There are three main forces behind the CCM market’s evolution, but we can trace the epicenter to a fundamental shift in enterprise priorities. Consumer expectations of instant access to relevant, personalized information has made customer experience an increasingly important metric in B2C communications. As a result, enterprise communication priorities are shifting from reducing cost and risk to increasing business value. Aspire’s survey found that customer experience (CX) was the top priority for nearly two-thirds of the more than 500 businesses surveyed globally, outpacing all other perennial customer communications concerns.
Corporate Priorities
Source: Aspire, The State of CCM-to-CXM Transformation, 2019
Today’s rapidly changing technological landscape is also reshaping the market. Advances in cloud and other emerging technologies, an exploding digital marketing technology ecosystem, and faster adoption through increasing business model innovation and license flexibility are all evolutionary factors. Digitization, AI-assisted processing, and data analysis can help enterprises realize the promise of true bi-directional interaction with customers instead of static, one-way messaging. CCM vendors are adjusting their approach in order to take advantage of these developments so that they can offer their clients the best chance for success in this new market paradigm.

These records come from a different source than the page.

impl GameplaySystemContext<'_> {
    fn run_key_input(&mut self) {
        if !self.input.just_pressed(InputAction::OpenDoor) {
            return;
        }
        if self.state.context.editing_text {
            debug!("door_trigger_ignored_editing_text");
            return;
        }
        if self.state.door.is_locked() {
            debug!(phase = ?self.state.door.phase(), "door_trigger_ignored_busy");
            return;
        }
        self.start_door_opening();
    }

    fn start_door_opening(&mut self) {
        let door = &mut self.state.door;
        door.transition(DoorPhase::Opening);
        door.pose.to(ScenePose::DOOR_OPEN, self.config.door_open_duration_ms);
        self.state.fade.fade_out(self.config.fade_out_duration_ms);
    }

    fn run_door_sequence(&mut self) {
        self.handle_enter_door_outcomes();

        if self.state.door.phase() != DoorPhase::Opening {
            return;
        }
        match self.state.door.pose.update(self.fixed_dt_ms) {
            TweenStep::Running(pose) => self.apply_scene_pose(pose),
            TweenStep::Completed(pose) => {
                self.apply_scene_pose(pose);
                self.finish_door_sequence();
            }
            TweenStep::Idle => self.finish_door_sequence(),
        }
    }

    /// Opening -> Completing -> Resetting -> Idle, all within the tick the
    /// open animation completes.
    fn finish_door_sequence(&mut self) {
        self.state.door.transition(DoorPhase::Completing);
        let correlation_id = self.submit(TransactionCall::EnterDoor);
        self.state.door.enter_door_correlation = Some(correlation_id);
        self.state.fade.fade_in(self.config.fade_in_duration_ms);
        let active_door = self.state.context.active_door;
        let snapshot: Vec<u64> = self
            .state
            .decor_by_id
            .keys()
            .copied()
            .filter(|decor_id| {
                self.decor(*decor_id)
                    .is_some_and(|decor| Some(decor.door_id) == active_door)
            })
            .collect();
        info!(correlation_id, decor_count = snapshot.len(), "door_entering");
        self.state.door.teardown = snapshot;

        self.state.door.transition(DoorPhase::Resetting);
        self.state.door.pose.set(ScenePose::NEUTRAL);
        self.apply_scene_pose(ScenePose::NEUTRAL);
        for decor_id in std::mem::take(&mut self.state.door.teardown) {
            self.destroy_decor(decor_id, "door_teardown");
        }

        self.state.door.transition(DoorPhase::Idle);
    }

    fn apply_scene_pose(&mut self, pose: ScenePose) {
        if let Some(door_pose) = self
            .state
            .door_entity
            .and_then(|entity| self.world.get_mut::<ScenePose>(entity))
        {
            *door_pose = pose;
        }
        if let Some(background_pose) = self
            .state
            .background_entity
            .and_then(|entity| self.world.get_mut::<ScenePose>(entity))
        {
            *background_pose = pose.for_background();
        }
        let decor_pose = pose.for_decor(self.config.decor_secondary_offset_ratio);
        for entity in self.state.decor_by_id.values() {
            if let Some(current) = self.world.get_mut::<ScenePose>(*entity) {
                *current = decor_pose;
            }
        }
    }

    /// A rejected door change leaves the player where they were; the decor torn
    /// down for the transition is brought back from the row cache.
    fn handle_enter_door_outcomes(&mut self) {
        while let Some(outcome) = self.state.batch.enter_door_outcomes.pop_front() {
            if self.state.door.enter_door_correlation != Some(outcome.correlation_id) {
                debug!(correlation_id = outcome.correlation_id, "enter_door_outcome_unmatched");
                continue;
            }
            self.state.door.enter_door_correlation = None;
            match &outcome.status {
                OutcomeStatus::Succeeded => {
                    info!(correlation_id = outcome.correlation_id, "enter_door_confirmed");
                }
                OutcomeStatus::Failed { reason } => {
                    warn!(
                        correlation_id = outcome.correlation_id,
                        reason = reason.as_str(),
                        "enter_door_failed"
                    );
                    let respawned = self.resync_active_door();
                    info!(respawned, "door_resynced");
                }
            }
        }
    }

    fn run_fade(&mut self) {
        if let TweenStep::Completed(alpha) = self.state.fade.alpha.update(self.fixed_dt_ms) {
            debug!(alpha, "fade_finished");
        }
    }
}
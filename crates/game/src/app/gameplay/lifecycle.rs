impl GameplaySystemContext<'_> {
    fn run_feed_ingest(&mut self) {
        self.state.batch = self.feed.drain();
        if self.state.batch.is_empty() {
            return;
        }

        while let Some(user) = self.state.batch.users.pop_front() {
            if user.identity != self.state.context.local_identity {
                continue;
            }
            self.state.profile = PlayerProfile {
                current_door_number: user.current_door_number,
                owned_items_deleted: user.owned_items_deleted,
            };
            info!(
                current_door_number = user.current_door_number,
                owned_items_deleted = user.owned_items_deleted,
                "profile_updated"
            );
        }

        while let Some(change) = self.state.batch.inventory.pop_front() {
            self.apply_inventory_change(change);
        }
    }

    fn apply_inventory_change(&mut self, change: RowChange<InventoryRow>) {
        match change {
            RowChange::Insert(row) | RowChange::Update(row) => {
                if row.owner != self.state.context.local_identity {
                    return;
                }
                match self
                    .state
                    .inventory
                    .iter_mut()
                    .find(|item| item.id == row.id)
                {
                    Some(existing) => *existing = row,
                    None => {
                        debug!(inventory_id = row.id, key = row.decor_key.as_str(), "inventory_added");
                        self.state.inventory.push(row);
                    }
                }
            }
            RowChange::Delete(row) => {
                if let Some(index) = self
                    .state
                    .inventory
                    .iter()
                    .position(|item| item.id == row.id)
                {
                    self.state.inventory.remove(index);
                    debug!(inventory_id = row.id, "inventory_removed");
                }
            }
        }
    }

    fn run_decor_lifecycle(&mut self) {
        while let Some(door) = self.state.batch.doors.pop_front() {
            self.apply_door_row(door);
        }

        while let Some(change) = self.state.batch.decor.pop_front() {
            match change {
                RowChange::Insert(row) => self.on_decor_insert(row),
                RowChange::Update(row) => self.on_decor_update(row),
                RowChange::Delete(row) => {
                    self.destroy_decor(row.id, "feed_delete");
                }
            }
        }

        while let Some(change) = self.state.batch.packages.pop_front() {
            match change {
                RowChange::Insert(row) | RowChange::Update(row) => self.on_package_row(row),
                RowChange::Delete(row) => {
                    self.destroy_package(row.id);
                }
            }
        }
    }

    fn on_decor_insert(&mut self, row: DecorRow) {
        if self.decor_entity(row.id).is_some() {
            self.on_decor_update(row);
            return;
        }
        if self.state.context.active_door != Some(row.door_id) {
            debug!(decor_id = row.id, door_id = row.door_id, "decor_insert_other_door");
            return;
        }
        self.spawn_decor(&row);
    }

    /// Pending or grabbed decor keep their prediction; the latest update waits
    /// until the action resolves. Updates never spawn: a torn-down door must
    /// stay empty until the next door arrives.
    fn on_decor_update(&mut self, row: DecorRow) {
        let Some(entity) = self.decor_entity(row.id) else {
            debug!(decor_id = row.id, door_id = row.door_id, "decor_update_unknown");
            return;
        };

        if self.state.pending.contains_key(&row.id) || self.is_grabbed(row.id) {
            debug!(decor_id = row.id, "decor_update_deferred");
            self.state.deferred_updates.insert(row.id, row);
            return;
        }

        self.apply_decor_row(entity, &row);
    }

    fn apply_decor_row(&mut self, entity: EntityId, row: &DecorRow) {
        if self.state.context.active_door != Some(row.door_id) {
            self.destroy_decor(row.id, "moved_to_other_door");
            return;
        }
        if let Some(decor) = self.world.get_mut::<DecorState>(entity) {
            decor.apply_row(row);
            debug!(decor_id = row.id, x = row.x, y = row.y, "decor_updated");
        }
    }

    /// Applies each deferred update whose decor is no longer pending or grabbed.
    fn flush_deferred_updates(&mut self) {
        let ready: Vec<u64> = self
            .state
            .deferred_updates
            .keys()
            .copied()
            .filter(|decor_id| {
                !self.state.pending.contains_key(decor_id) && !self.is_grabbed(*decor_id)
            })
            .collect();

        for decor_id in ready {
            let Some(row) = self.state.deferred_updates.remove(&decor_id) else {
                continue;
            };
            match self.decor_entity(decor_id) {
                Some(entity) => {
                    info!(decor_id, "deferred_update_applied");
                    self.apply_decor_row(entity, &row);
                }
                None => debug!(decor_id, "deferred_update_dropped"),
            }
        }
    }

    fn apply_door_row(&mut self, door: DoorRow) {
        if door.current_visitor != self.state.context.local_identity {
            debug!(door_id = door.id, "door_row_other_visitor");
            return;
        }
        if let Some(door_entity) = self.state.door_entity {
            if let Some(marker) = self.world.get_mut::<DoorMarker>(door_entity) {
                marker.door_id = Some(door.id);
                marker.number = door.number;
            }
        }
        if self.state.context.active_door == Some(door.id) {
            return;
        }
        self.assign_door(door.id);
    }

    /// Switches the scene to `door_id`: everything scoped to another door goes,
    /// rows already cached for the new door are spawned.
    fn assign_door(&mut self, door_id: u64) {
        let previous = self.state.context.active_door.replace(door_id);

        let stale_decor: Vec<u64> = self.state.decor_by_id.keys().copied().collect();
        for decor_id in stale_decor {
            self.destroy_decor(decor_id, "door_changed");
        }
        let stale_packages: Vec<u64> = self.state.packages_by_id.keys().copied().collect();
        for package_id in stale_packages {
            self.destroy_package(package_id);
        }

        let cached_decor = self.feed.cached_decor_for_door(door_id);
        for row in &cached_decor {
            self.spawn_decor(row);
        }
        for row in self.feed.cached_packages_for_door(door_id) {
            self.on_package_row(row);
        }
        info!(
            door_id,
            previous_door = ?previous,
            decor_count = cached_decor.len(),
            "door_assigned"
        );
    }

    /// Spawns decor for cached rows of the active door that have no entity.
    fn resync_active_door(&mut self) -> usize {
        let Some(door_id) = self.state.context.active_door else {
            return 0;
        };
        let mut spawned = 0;
        for row in self.feed.cached_decor_for_door(door_id) {
            if self.decor_entity(row.id).is_none() {
                self.spawn_decor(&row);
                spawned += 1;
            }
        }
        spawned
    }

    fn on_package_row(&mut self, row: PackageRow) {
        if self.state.context.active_door != Some(row.door_id) {
            return;
        }
        if self.state.packages_by_id.contains_key(&row.id) {
            return;
        }
        let position = package_slot_position(self.config.door_bounds, row.id);
        let entity = self.world.spawn([GameComponent::Package(PackageState {
            package_id: row.id,
            door_id: row.door_id,
            position,
        })]);
        self.state.packages_by_id.insert(row.id, entity);
        info!(package_id = row.id, door_id = row.door_id, "package_spawned");
    }
}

Finally, one of the most fundamental and transformative changes in market technology is the shift from on-premise CCM installation to cloud-based distribution. Aspire’s research indicates that businesses are growing more comfortable with the cloud. Across all the surveyed organizations, job roles, and verticals, CCM purchase preference is shifting toward subscriptions. CCM cloud migration provides a range of benefits, both tactical (reduction in operating costs and security risks) and strategic (instant scalability and faster integration allowing experimentation in workflow). Ultimately, cloud-based distribution will allow enterprises and service providers to integrate CCM with a wider set of digital (marketing) technologies that aim to optimize customer experience by putting consumers front and center.
Instant access to relevant information, personalized experiences on a preferred channel, and consistent communications in terms of style, branding, and tone-of-voice have become crucial elements of superior CX and all three of the primary dynamics behind CCM’s evolution share one thing in common: They are designed to enable business users to improve CX for the end consumer.
For this reason, Aspire believes Customer Communications Management has effectively become part of Customer Experience Management (CXM), or the practice of managing all interactions that a business conducts with its customers with the express goal of improving the perception that customers have about that business. The zenith of this transformation would see an indelible shift from traditional outbound messaging triggered by regulatory requirements, toward customer-centric, two-way interactions based on consumer’s needs and calibrated to their preference and convenience.
Since customer experience is the sum of all interaction during the entire lifecycle, true transformation means not only evolving technology to fully understand customer behavior and the ability to interact in a channel and device-agnostic way, it also may require organizational changes to overcome functional siloes and improve coordination and collaboration, as well as developing more agile and automated processes. CXM strategy makes efficient use of customer data and insights to understand their needs, behavior, and communication preferences, looking holistically across all touchpoints and channels to understand where the experience is broken or can be improved. If executed well, it will drive loyalty, retention, up-sell/cross-sell opportunities, or reduced service cost.
CXM: A New Market Ecosystem
Source: Aspire, The State of CCM-to-CXM Transformation, 2019
This evolution is creating an ecosystem in which any number of business solutions, including Customer Relationship Management (CRM), Enterprise Content Management (ECM), process automation, and more, are extended with a communications or customer experience technology layer, and all the components are connected through an integration platform.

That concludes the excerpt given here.